Until now, it was believed that the cause and effect of epilepsy were merely based on a dysfunction in the brain's neurons.
‘Epilepsy, a common neurological disorder wherein many patients may not respond to anti-seizure drugs. However, a new study shows possibilities that can address blood-brain barrier dysfunction in epilepsy.’
However, recent findings suggest that epilepsy can be caused by many other factors, including a dysfunctional blood-brain barrier. Essentially, seizures erode the lining of capillaries in the brain which plays a role in letting nutrients in and keeping toxins out. This can result in a "leaky" blood-brain barrier, which leads to more seizures, resulting in epilepsy progression.

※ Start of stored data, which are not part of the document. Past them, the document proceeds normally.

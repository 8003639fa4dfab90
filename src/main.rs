mod cli;
mod commands;
mod config;
mod discover;
mod mcp;
mod partition;
mod pdf;
mod prompt;

use anyhow::Result;
use clap::Parser;
use cli::{Cli, Commands, RunArgs};
use commands::split::SplitOptions;
use config::SplitConfig;
use tracing_subscriber::EnvFilter;

#[tokio::main]
async fn main() -> Result<()> {
    // stdout carries user output and the MCP transport, so logs go to stderr
    tracing_subscriber::fmt()
        .with_env_filter(
            EnvFilter::try_from_default_env().unwrap_or_else(|_| EnvFilter::new("warn")),
        )
        .with_writer(std::io::stderr)
        .init();

    let cli = Cli::parse();

    match cli.command.unwrap_or_else(|| Commands::Run(RunArgs::default())) {
        Commands::Run(args) => {
            let config = SplitConfig::from_args(&args);
            tracing::debug!(?config, "resolved configuration");

            let stdin = std::io::stdin();
            let stdout = std::io::stdout();
            let summary = commands::run::run(
                &config,
                args.pieces,
                &mut stdin.lock(),
                &mut stdout.lock(),
            )?;
            tracing::info!(
                succeeded = summary.succeeded,
                failed = summary.failed,
                "run finished"
            );
        }
        Commands::Split {
            path,
            pieces,
            output_dir,
            skip_empty,
            json,
        } => {
            let options = SplitOptions { skip_empty };
            commands::split::run(&path, pieces, &output_dir, &options, json)?;
        }
        Commands::List { dir } => {
            let dir = dir.unwrap_or_else(config::default_source_dir);
            commands::list::run(&dir)?;
        }
        Commands::Partition {
            total_pages,
            pieces,
        } => {
            commands::partition::run(total_pages, pieces)?;
        }
        Commands::Mcp => {
            mcp::run_server().await?;
        }
    }

    Ok(())
}
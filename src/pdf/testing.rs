//! In-memory PDFs for tests.
//!
//! Page `n` (1-based) gets a MediaBox `100 + n` points wide, so the width
//! identifies which source page ended up where.

use lopdf::{
    content::Content, content::Operation, Dictionary, Document, Object, ObjectId, Stream,
};
use std::collections::HashSet;

/// Build a PDF with `num_pages` pages and return its bytes
pub fn create_test_pdf(num_pages: u32) -> Vec<u8> {
    to_bytes(build_test_document(num_pages))
}

pub fn build_test_document(num_pages: u32) -> Document {
    let mut doc = Document::with_version("1.7");
    let pages_id = doc.new_object_id();

    let mut page_ids = Vec::new();

    for i in 0..num_pages {
        let content_id = add_content(&mut doc, i + 1);

        let page = Dictionary::from_iter(vec![
            ("Type", Object::Name(b"Page".to_vec())),
            ("Parent", Object::Reference(pages_id)),
            ("MediaBox", media_box(100 + i as i64 + 1)),
            ("Contents", Object::Reference(content_id)),
        ]);
        page_ids.push(doc.add_object(page));
    }

    let pages = Dictionary::from_iter(vec![
        ("Type", Object::Name(b"Pages".to_vec())),
        ("Count", Object::Integer(num_pages as i64)),
        ("Kids", references(&page_ids)),
    ]);
    doc.objects.insert(pages_id, Object::Dictionary(pages));

    set_catalog(&mut doc, pages_id);
    doc
}

fn add_content(doc: &mut Document, page_number: u32) -> ObjectId {
    let content = Content {
        operations: vec![
            Operation::new("BT", vec![]),
            Operation::new(
                "Tf",
                vec![Object::Name(b"F1".to_vec()), Object::Integer(12)],
            ),
            Operation::new("Td", vec![Object::Integer(50), Object::Integer(700)]),
            Operation::new(
                "Tj",
                vec![Object::String(
                    format!("Page {}", page_number).into_bytes(),
                    lopdf::StringFormat::Literal,
                )],
            ),
            Operation::new("ET", vec![]),
        ],
    };
    doc.add_object(Stream::new(Dictionary::new(), content.encode().unwrap()))
}

fn media_box(width: i64) -> Object {
    Object::Array(vec![
        Object::Integer(0),
        Object::Integer(0),
        Object::Integer(width),
        Object::Integer(792),
    ])
}

fn references(ids: &[ObjectId]) -> Object {
    Object::Array(ids.iter().map(|id| Object::Reference(*id)).collect())
}

fn set_catalog(doc: &mut Document, pages_id: ObjectId) {
    let catalog = Dictionary::from_iter(vec![
        ("Type", Object::Name(b"Catalog".to_vec())),
        ("Pages", Object::Reference(pages_id)),
    ]);
    let catalog_id = doc.add_object(catalog);
    doc.trailer.set("Root", Object::Reference(catalog_id));
}

fn to_bytes(mut doc: Document) -> Vec<u8> {
    let mut buffer = Vec::new();
    doc.save_to(&mut buffer).unwrap();
    buffer
}

/// A PDF whose catalog points at page 1 through a bookmark, a named
/// destination and an open action
pub fn create_test_pdf_with_outline(num_pages: u32) -> Vec<u8> {
    let mut doc = build_test_document(num_pages);
    let first_page = *doc.get_pages().get(&1).unwrap();
    let dest = Object::Array(vec![
        Object::Reference(first_page),
        Object::Name(b"Fit".to_vec()),
    ]);

    let outlines_id = doc.new_object_id();
    let item_id = doc.add_object(Dictionary::from_iter(vec![
        ("Title", Object::string_literal("Chapter 1")),
        ("Parent", Object::Reference(outlines_id)),
        ("Dest", dest.clone()),
    ]));
    let outlines = Dictionary::from_iter(vec![
        ("Type", Object::Name(b"Outlines".to_vec())),
        ("First", Object::Reference(item_id)),
        ("Last", Object::Reference(item_id)),
        ("Count", Object::Integer(1)),
    ]);
    doc.objects.insert(outlines_id, Object::Dictionary(outlines));

    let dests_id = doc.add_object(Dictionary::from_iter(vec![(
        "Names",
        Object::Array(vec![Object::string_literal("intro"), dest.clone()]),
    )]));
    let names_id = doc.add_object(Dictionary::from_iter(vec![(
        "Dests",
        Object::Reference(dests_id),
    )]));

    let root_id = doc.trailer.get(b"Root").unwrap().as_reference().unwrap();
    let catalog = doc.get_dictionary_mut(root_id).unwrap();
    catalog.set("Outlines", Object::Reference(outlines_id));
    catalog.set("Names", Object::Reference(names_id));
    catalog.set("OpenAction", dest);

    to_bytes(doc)
}

/// Four pages under two intermediate page tree nodes.
///
/// The pages carry no MediaBox of their own: pages 1-2 inherit a 201 wide
/// box and shared resources from the first node, pages 3-4 a 202 wide box
/// and a 90 degree rotation from the second.
pub fn create_nested_test_pdf() -> Vec<u8> {
    let mut doc = Document::with_version("1.7");
    let root_id = doc.new_object_id();

    let mut node_ids = Vec::new();
    let mut page_number = 0;
    for (width, rotate) in [(201, None), (202, Some(90))] {
        let node_id = doc.new_object_id();
        let mut kids = Vec::new();
        for _ in 0..2 {
            page_number += 1;
            let content_id = add_content(&mut doc, page_number);
            kids.push(doc.add_object(Dictionary::from_iter(vec![
                ("Type", Object::Name(b"Page".to_vec())),
                ("Parent", Object::Reference(node_id)),
                ("Contents", Object::Reference(content_id)),
            ])));
        }

        let mut node = Dictionary::from_iter(vec![
            ("Type", Object::Name(b"Pages".to_vec())),
            ("Parent", Object::Reference(root_id)),
            ("Count", Object::Integer(2)),
            ("Kids", references(&kids)),
            ("MediaBox", media_box(width)),
            ("Resources", Object::Dictionary(Dictionary::new())),
        ]);
        if let Some(degrees) = rotate {
            node.set("Rotate", Object::Integer(degrees));
        }
        doc.objects.insert(node_id, Object::Dictionary(node));
        node_ids.push(node_id);
    }

    let root = Dictionary::from_iter(vec![
        ("Type", Object::Name(b"Pages".to_vec())),
        ("Count", Object::Integer(4)),
        ("Kids", references(&node_ids)),
    ]);
    doc.objects.insert(root_id, Object::Dictionary(root));

    set_catalog(&mut doc, root_id);
    to_bytes(doc)
}

/// Number of `Dest` entries whose target is not a page of `doc`
pub fn dangling_dests(doc: &Document) -> usize {
    let pages: HashSet<ObjectId> = doc.get_pages().values().copied().collect();
    doc.objects
        .values()
        .filter_map(|obj| obj.as_dict().ok())
        .filter_map(|dict| dict.get(b"Dest").ok())
        .filter(|dest| match dest.as_array() {
            Ok(items) => !matches!(items.first(), Some(Object::Reference(id)) if pages.contains(id)),
            Err(_) => false,
        })
        .count()
}

/// Pages of `doc` that are still stored but no longer in its page tree
pub fn orphaned_pages(doc: &Document) -> usize {
    let pages: HashSet<ObjectId> = doc.get_pages().values().copied().collect();
    doc.objects
        .iter()
        .filter(|(id, obj)| {
            obj.as_dict()
                .ok()
                .and_then(|dict| dict.get(b"Type").ok())
                .and_then(|t| t.as_name().ok())
                == Some(b"Page".as_slice())
                && !pages.contains(*id)
        })
        .count()
}

/// MediaBox widths of every page, in page order
pub fn page_widths(doc: &Document) -> Vec<i64> {
    doc.get_pages()
        .values()
        .map(|page_id| {
            let page = doc.get_dictionary(*page_id).unwrap();
            let media_box = page.get(b"MediaBox").unwrap().as_array().unwrap();
            media_box[2].as_i64().unwrap()
        })
        .collect()
}

/// Load a saved PDF and return its page widths
pub fn page_widths_of(path: &std::path::Path) -> Vec<i64> {
    page_widths(&Document::load(path).unwrap())
}
use crate::partition::{partition, Piece};
use crate::pdf::PdfDocument;
use anyhow::{Context, Result};
use serde::Serialize;
use std::path::Path;

#[derive(Debug, Default, Clone)]
pub struct SplitOptions {
    /// Don't write files for pieces that have no pages
    pub skip_empty: bool,
}

#[derive(Debug, Clone, Serialize)]
pub struct SplitReport {
    pub source: String,
    pub total_pages: u32,
    pub pieces: u32,
    pub parts: Vec<PartReport>,
}

#[derive(Debug, Clone, Serialize)]
pub struct PartReport {
    /// 1-based piece number
    pub index: u32,
    pub file_name: String,
    pub path: String,
    /// 1-based page span, absent when the part has no pages
    #[serde(skip_serializing_if = "Option::is_none")]
    pub first_page: Option<u32>,
    #[serde(skip_serializing_if = "Option::is_none")]
    pub last_page: Option<u32>,
    pub page_count: u32,
}

impl PartReport {
    /// Human readable page span, e.g. "Pages 5-8"
    pub fn describe_pages(&self) -> String {
        match (self.first_page, self.last_page) {
            (Some(first), Some(last)) => format!("Pages {}-{}", first, last),
            _ => "no pages".to_string(),
        }
    }
}

pub fn output_file_name(stem: &str, index: u32) -> String {
    format!("{}_part_{}.pdf", stem, index)
}

/// Base name the parts of `path` are named after
pub fn source_stem(path: &Path) -> String {
    path.file_stem()
        .map(|s| s.to_string_lossy().into_owned())
        .unwrap_or_else(|| "document".to_string())
}

/// Split `input` into `num_pieces` files of consecutive pages inside `output_dir`.
pub fn split_pdf<P: AsRef<Path>, Q: AsRef<Path>>(
    input: P,
    num_pieces: u32,
    output_dir: Q,
    options: &SplitOptions,
) -> Result<SplitReport> {
    let input = input.as_ref();
    let output_dir = output_dir.as_ref();

    std::fs::create_dir_all(output_dir)
        .with_context(|| format!("Failed to create directory: {}", output_dir.display()))?;

    let doc = PdfDocument::open(input)?;
    let total_pages = doc.page_count();
    let pieces = partition(total_pages, num_pieces)?;

    let stem = source_stem(input);

    tracing::info!(
        source = %input.display(),
        total_pages,
        num_pieces,
        "splitting PDF"
    );

    let mut parts = Vec::with_capacity(pieces.len());

    for (i, piece) in pieces.iter().enumerate() {
        if piece.is_empty() && options.skip_empty {
            tracing::debug!(piece = i + 1, "skipping empty piece");
            continue;
        }

        let index = i as u32 + 1;
        let file_name = output_file_name(&stem, index);
        let output_path = output_dir.join(&file_name);

        let mut new_doc = doc.extract_piece(piece)?;
        PdfDocument::save(&mut new_doc, &output_path)?;

        tracing::debug!(
            path = %output_path.display(),
            start = piece.start,
            end = piece.end,
            "wrote part"
        );

        parts.push(part_report(index, file_name, &output_path, piece));
    }

    Ok(SplitReport {
        source: input.display().to_string(),
        total_pages,
        pieces: num_pieces,
        parts,
    })
}

fn part_report(index: u32, file_name: String, path: &Path, piece: &Piece) -> PartReport {
    let (first_page, last_page) = if piece.is_empty() {
        (None, None)
    } else {
        (Some(piece.first_page()), Some(piece.last_page()))
    };

    PartReport {
        index,
        file_name,
        path: path.display().to_string(),
        first_page,
        last_page,
        page_count: piece.len(),
    }
}

pub fn run<P: AsRef<Path>, Q: AsRef<Path>>(
    input: P,
    num_pieces: u32,
    output_dir: Q,
    options: &SplitOptions,
    json: bool,
) -> Result<()> {
    let report = split_pdf(&input, num_pieces, &output_dir, options)?;

    if json {
        println!("{}", serde_json::to_string_pretty(&report)?);
        return Ok(());
    }

    for part in &report.parts {
        println!("Created: {} ({})", part.file_name, part.describe_pages());
    }

    println!(
        "Split {} pages into {} part(s) in {}",
        report.total_pages,
        report.parts.len(),
        output_dir.as_ref().display()
    );

    Ok(())
}
use anyhow::{anyhow, Result};
use serde::Serialize;

/// A half-open, 0-based page range `[start, end)` of a source document.
#[derive(Debug, Clone, Copy, PartialEq, Eq, Serialize)]
pub struct Piece {
    pub start: u32,
    pub end: u32,
}

impl Piece {
    pub fn new(start: u32, end: u32) -> Self {
        Piece { start, end }
    }

    pub fn len(&self) -> u32 {
        self.end.saturating_sub(self.start)
    }

    pub fn is_empty(&self) -> bool {
        self.len() == 0
    }

    /// First page of the piece, 1-based
    pub fn first_page(&self) -> u32 {
        self.start + 1
    }

    /// Last page of the piece, 1-based and inclusive
    pub fn last_page(&self) -> u32 {
        self.end
    }

    /// Whether the 0-based page index falls inside this piece
    pub fn contains(&self, index: u32) -> bool {
        self.start <= index && index < self.end
    }
}

/// Number of pages in every non-terminal piece (rounded up)
pub fn pages_per_piece(total_pages: u32, num_pieces: u32) -> u32 {
    total_pages.div_ceil(num_pieces)
}

/// Split `total_pages` into `num_pieces` contiguous ranges.
///
/// Earlier pieces are filled to `pages_per_piece` first, so the last non-empty
/// piece may be shorter. When there are fewer pages than pieces the trailing
/// pieces are empty and sit at `(total_pages, total_pages)`.
pub fn partition(total_pages: u32, num_pieces: u32) -> Result<Vec<Piece>> {
    if num_pieces == 0 {
        return Err(anyhow!("Number of pieces must be at least 1"));
    }

    let per_piece = pages_per_piece(total_pages, num_pieces);

    let pieces = (0..num_pieces)
        .map(|i| {
            let start = i.saturating_mul(per_piece).min(total_pages);
            let end = (i + 1).saturating_mul(per_piece).min(total_pages);
            Piece::new(start, end)
        })
        .collect();

    Ok(pieces)
}
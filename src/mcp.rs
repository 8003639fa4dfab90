use anyhow::Result;
use rmcp::{
    ServerHandler, ServiceExt,
    handler::server::{router::tool::ToolRouter, wrapper::Parameters},
    model::{ServerCapabilities, ServerInfo},
    schemars, tool, tool_handler, tool_router,
};
use serde::Deserialize;

use crate::commands::list::list_pdfs;
use crate::commands::split::{split_pdf, SplitOptions};
use crate::config::DEFAULT_OUTPUT_DIR;
use crate::partition::partition;

// Request structs for tools

#[derive(Debug, Deserialize, schemars::JsonSchema)]
pub struct PdfListRequest {
    #[schemars(description = "Directory containing the PDF files")]
    pub directory: String,
}

#[derive(Debug, Deserialize, schemars::JsonSchema)]
pub struct PdfPartitionRequest {
    #[schemars(description = "Total number of pages in the document")]
    pub total_pages: u32,
    #[schemars(description = "Number of parts to divide the pages into")]
    pub pieces: u32,
}

#[derive(Debug, Deserialize, schemars::JsonSchema)]
pub struct PdfSplitRequest {
    #[schemars(description = "Path to the PDF file to split")]
    pub path: String,
    #[schemars(description = "Number of parts to produce")]
    pub pieces: u32,
    #[schemars(description = "Output directory (default: split_pdfs)")]
    #[serde(default = "default_output_dir")]
    pub output_dir: String,
    #[schemars(description = "Skip parts that would contain no pages (default: false)")]
    #[serde(default)]
    pub skip_empty: bool,
}

fn default_output_dir() -> String {
    DEFAULT_OUTPUT_DIR.to_string()
}

#[derive(Debug, Clone)]
pub struct PdfSplitServer {
    tool_router: ToolRouter<Self>,
}

impl PdfSplitServer {
    pub fn new() -> Self {
        Self {
            tool_router: Self::tool_router(),
        }
    }
}

impl Default for PdfSplitServer {
    fn default() -> Self {
        Self::new()
    }
}

#[tool_router]
impl PdfSplitServer {
    #[tool(description = "List the PDF files in a directory together with their page counts")]
    fn pdf_list(
        &self,
        Parameters(PdfListRequest { directory }): Parameters<PdfListRequest>,
    ) -> String {
        match list_pdfs(&directory) {
            Ok(entries) => {
                serde_json::to_string_pretty(&entries).unwrap_or_else(|e| format!("Error: {}", e))
            }
            Err(e) => format!("Error: {:#}", e),
        }
    }

    #[tool(description = "Compute the 0-based half-open page ranges a document would be split into, without writing files")]
    fn pdf_partition(&self, Parameters(req): Parameters<PdfPartitionRequest>) -> String {
        match partition(req.total_pages, req.pieces) {
            Ok(pieces) => {
                serde_json::to_string_pretty(&pieces).unwrap_or_else(|e| format!("Error: {}", e))
            }
            Err(e) => format!("Error: {}", e),
        }
    }

    #[tool(description = "Split a PDF into the given number of roughly equal parts of consecutive pages, named <name>_part_<n>.pdf")]
    fn pdf_split(&self, Parameters(req): Parameters<PdfSplitRequest>) -> String {
        let options = SplitOptions {
            skip_empty: req.skip_empty,
        };

        match split_pdf(&req.path, req.pieces, &req.output_dir, &options) {
            Ok(report) => {
                serde_json::to_string_pretty(&report).unwrap_or_else(|e| format!("Error: {}", e))
            }
            Err(e) => format!("Error: {:#}", e),
        }
    }
}

#[tool_handler]
impl ServerHandler for PdfSplitServer {
    fn get_info(&self) -> ServerInfo {
        ServerInfo {
            instructions: Some(
                "PDF splitting tools. Use pdf_list to find PDFs and their page counts, \
                 pdf_partition to preview how pages would be divided, and pdf_split to write \
                 the parts to disk."
                    .to_string(),
            ),
            capabilities: ServerCapabilities::builder().enable_tools().build(),
            ..Default::default()
        }
    }
}

pub async fn run_server() -> Result<()> {
    let server = PdfSplitServer::new();

    tracing::info!("starting MCP server on stdio");
    let service = server.serve((tokio::io::stdin(), tokio::io::stdout())).await?;

    service.waiting().await?;

    Ok(())
}
use crate::partition::Piece;
use anyhow::{Context, Result};
use lopdf::{Document, Object, ObjectId};
use std::collections::HashSet;
use std::path::Path;

/// Page attributes a page may take from its ancestors in the page tree
const INHERITABLE_KEYS: [&[u8]; 4] = [b"Resources", b"MediaBox", b"CropBox", b"Rotate"];

/// Catalog entries whose targets are pages of the source document
const PAGE_ADDRESSING_KEYS: [&[u8]; 5] = [
    b"Outlines",
    b"Dests",
    b"OpenAction",
    b"PageLabels",
    b"StructTreeRoot",
];

pub struct PdfDocument {
    pub doc: Document,
    pub path: String,
}

impl PdfDocument {
    pub fn open<P: AsRef<Path>>(path: P) -> Result<Self> {
        let path_str = path.as_ref().display().to_string();
        let doc =
            Document::load(&path).with_context(|| format!("Failed to open PDF: {}", path_str))?;
        Ok(PdfDocument {
            doc,
            path: path_str,
        })
    }

    pub fn page_count(&self) -> u32 {
        self.doc.get_pages().len() as u32
    }

    /// Get 1-indexed page object IDs
    pub fn page_ids(&self) -> Vec<(u32, ObjectId)> {
        let mut pages: Vec<_> = self.doc.get_pages().into_iter().collect();
        pages.sort_by_key(|(num, _)| *num);
        pages
    }

    /// Build a new document holding only the pages of `piece`, in order.
    ///
    /// The kept pages are hung directly off the root page tree node in a
    /// single pass, carrying over any attributes they inherited from
    /// intermediate nodes. Catalog entries that address pages of the source
    /// (bookmarks, named destinations, page labels) are dropped. An empty
    /// piece yields a document with an empty page tree.
    pub fn extract_piece(&self, piece: &Piece) -> Result<Document> {
        let total = self.page_count();
        if piece.end > total {
            anyhow::bail!(
                "Pages {}-{} are out of range (1-{}) in {}",
                piece.first_page(),
                piece.last_page(),
                total,
                self.path
            );
        }

        let kept: Vec<ObjectId> = self
            .page_ids()
            .into_iter()
            .filter(|(num, _)| piece.contains(num - 1))
            .map(|(_, id)| id)
            .collect();

        let mut new_doc = self.doc.clone();
        let root_id = new_doc.trailer.get(b"Root")?.as_reference()?;
        let pages_id = new_doc
            .get_dictionary(root_id)?
            .get(b"Pages")?
            .as_reference()?;

        for &page_id in &kept {
            let inherited = inherited_attributes(&self.doc, page_id)?;
            let page = new_doc.get_dictionary_mut(page_id)?;
            for (key, value) in inherited {
                page.set(key, value);
            }
            page.set("Parent", Object::Reference(pages_id));
        }

        let pages = new_doc.get_dictionary_mut(pages_id)?;
        pages.set(
            "Kids",
            Object::Array(kept.iter().map(|id| Object::Reference(*id)).collect()),
        );
        pages.set("Count", Object::Integer(kept.len() as i64));

        strip_page_references(&mut new_doc, root_id)?;

        // Drop the other pages and everything only they referenced
        new_doc.prune_objects();
        new_doc.compress();

        Ok(new_doc)
    }

    /// Save to a file, replacing any existing one
    pub fn save<P: AsRef<Path>>(doc: &mut Document, path: P) -> Result<()> {
        doc.save(&path)
            .with_context(|| format!("Failed to save PDF: {}", path.as_ref().display()))?;
        Ok(())
    }
}

/// Inheritable attributes missing on the page itself, resolved from its ancestors
fn inherited_attributes(doc: &Document, page_id: ObjectId) -> Result<Vec<(Vec<u8>, Object)>> {
    let page = doc.get_dictionary(page_id)?;
    let mut found = Vec::new();

    for key in INHERITABLE_KEYS {
        if page.has(key) {
            continue;
        }

        let mut seen = HashSet::new();
        let mut parent = page.get(b"Parent").and_then(Object::as_reference).ok();
        while let Some(node_id) = parent {
            if !seen.insert(node_id) {
                break;
            }
            let Ok(node) = doc.get_dictionary(node_id) else {
                break;
            };
            if let Ok(value) = node.get(key) {
                found.push((key.to_vec(), value.clone()));
                break;
            }
            parent = node.get(b"Parent").and_then(Object::as_reference).ok();
        }
    }

    Ok(found)
}

fn strip_page_references(doc: &mut Document, root_id: ObjectId) -> Result<()> {
    let catalog = doc.get_dictionary_mut(root_id)?;
    for key in PAGE_ADDRESSING_KEYS {
        catalog.remove(key);
    }

    let names_id = match catalog.get_mut(b"Names") {
        Ok(Object::Dictionary(names)) => {
            names.remove(b"Dests");
            None
        }
        Ok(Object::Reference(id)) => Some(*id),
        _ => None,
    };

    if let Some(id) = names_id {
        if let Ok(names) = doc.get_dictionary_mut(id) {
            names.remove(b"Dests");
        }
    }

    Ok(())
}
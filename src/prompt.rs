use anyhow::{bail, Context, Result};
use std::io::{BufRead, Write};
use thiserror::Error;

pub const PIECE_COUNT_PROMPT: &str = "Enter the number of pieces to split the PDF into: ";

/// Why a piece count entered by the user was rejected.
///
/// The `Display` text is what the user sees before being asked again.
#[derive(Error, Debug, Clone, PartialEq, Eq)]
pub enum PieceCountError {
    #[error("Please enter a valid number.")]
    Invalid,

    #[error("Please enter a positive number.")]
    NotPositive,

    #[error("Please enter a number no larger than {}.", u32::MAX)]
    TooLarge,
}

pub fn parse_piece_count(input: &str) -> Result<u32, PieceCountError> {
    let value: i64 = input
        .trim()
        .parse()
        .map_err(|_| PieceCountError::Invalid)?;

    if value <= 0 {
        return Err(PieceCountError::NotPositive);
    }

    u32::try_from(value).map_err(|_| PieceCountError::TooLarge)
}

/// Ask for a piece count until a valid one is entered.
///
/// Running out of input before a valid answer is an error.
pub fn prompt_piece_count<R: BufRead, W: Write>(input: &mut R, output: &mut W) -> Result<u32> {
    let mut line = String::new();

    loop {
        write!(output, "\n{}", PIECE_COUNT_PROMPT)?;
        output.flush()?;

        line.clear();
        let read = input
            .read_line(&mut line)
            .context("Failed to read piece count")?;
        if read == 0 {
            bail!("Input ended before a piece count was entered");
        }

        match parse_piece_count(&line) {
            Ok(count) => return Ok(count),
            Err(e) => {
                tracing::debug!(input = line.trim(), "rejected piece count");
                writeln!(output, "{}", e)?;
            }
        }
    }
}
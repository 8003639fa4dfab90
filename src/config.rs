use crate::cli::RunArgs;
use std::path::PathBuf;

pub const DEFAULT_OUTPUT_DIR: &str = "split_pdfs";

/// Where a batch run reads from and writes to
#[derive(Debug, Clone, PartialEq, Eq)]
pub struct SplitConfig {
    pub source_dir: PathBuf,
    pub output_dir: PathBuf,
    pub skip_empty: bool,
}

impl SplitConfig {
    pub fn from_args(args: &RunArgs) -> Self {
        SplitConfig {
            source_dir: args.source_dir.clone().unwrap_or_else(default_source_dir),
            output_dir: args
                .output_dir
                .clone()
                .unwrap_or_else(|| PathBuf::from(DEFAULT_OUTPUT_DIR)),
            skip_empty: args.skip_empty,
        }
    }
}

/// The directory the executable lives in, or `.` if that can't be determined
pub fn default_source_dir() -> PathBuf {
    std::env::current_exe()
        .ok()
        .and_then(|exe| exe.parent().map(|dir| dir.to_path_buf()))
        .unwrap_or_else(|| PathBuf::from("."))
}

Björn Bauer's lab at the UK College of Pharmacy collaborated with Sanders-Brown Center on Aging scientists to conduct research focused on this barrier leakage. Bauer and colleagues hypothesized that glutamate, released during seizures, mediates an increase in certain enzymes and activity levels, thereby contributing to barrier leakage.
Through their research, they found that the neurotransmitter glutamate, released during seizures, increased the activity of two types of enzymes, which increased barrier leakage. They also found that blocking the enzyme cPLA2 and genetically deleting cPLA2 may prevent the changes mentioned and the associated leakage. This suggests that cPLA2 is responsible for barrier leakage.
Since 30 percent of people with epilepsy do not respond well to current anti-seizure medications, these findings demonstrate there could be new ways to treat and manage seizures that currently do not respond well to medication.
The data gathered implies that cPLA2 could be a pharmaceutical target to repair and normalize barrier dysfunction and improve the treatment of epilepsy and potentially other neurological disorders that are accompanied by blood-brain barrier leakage These strategies to repair barrier dysfunction could be valuable add-on treatments to existing pharmacotherapy.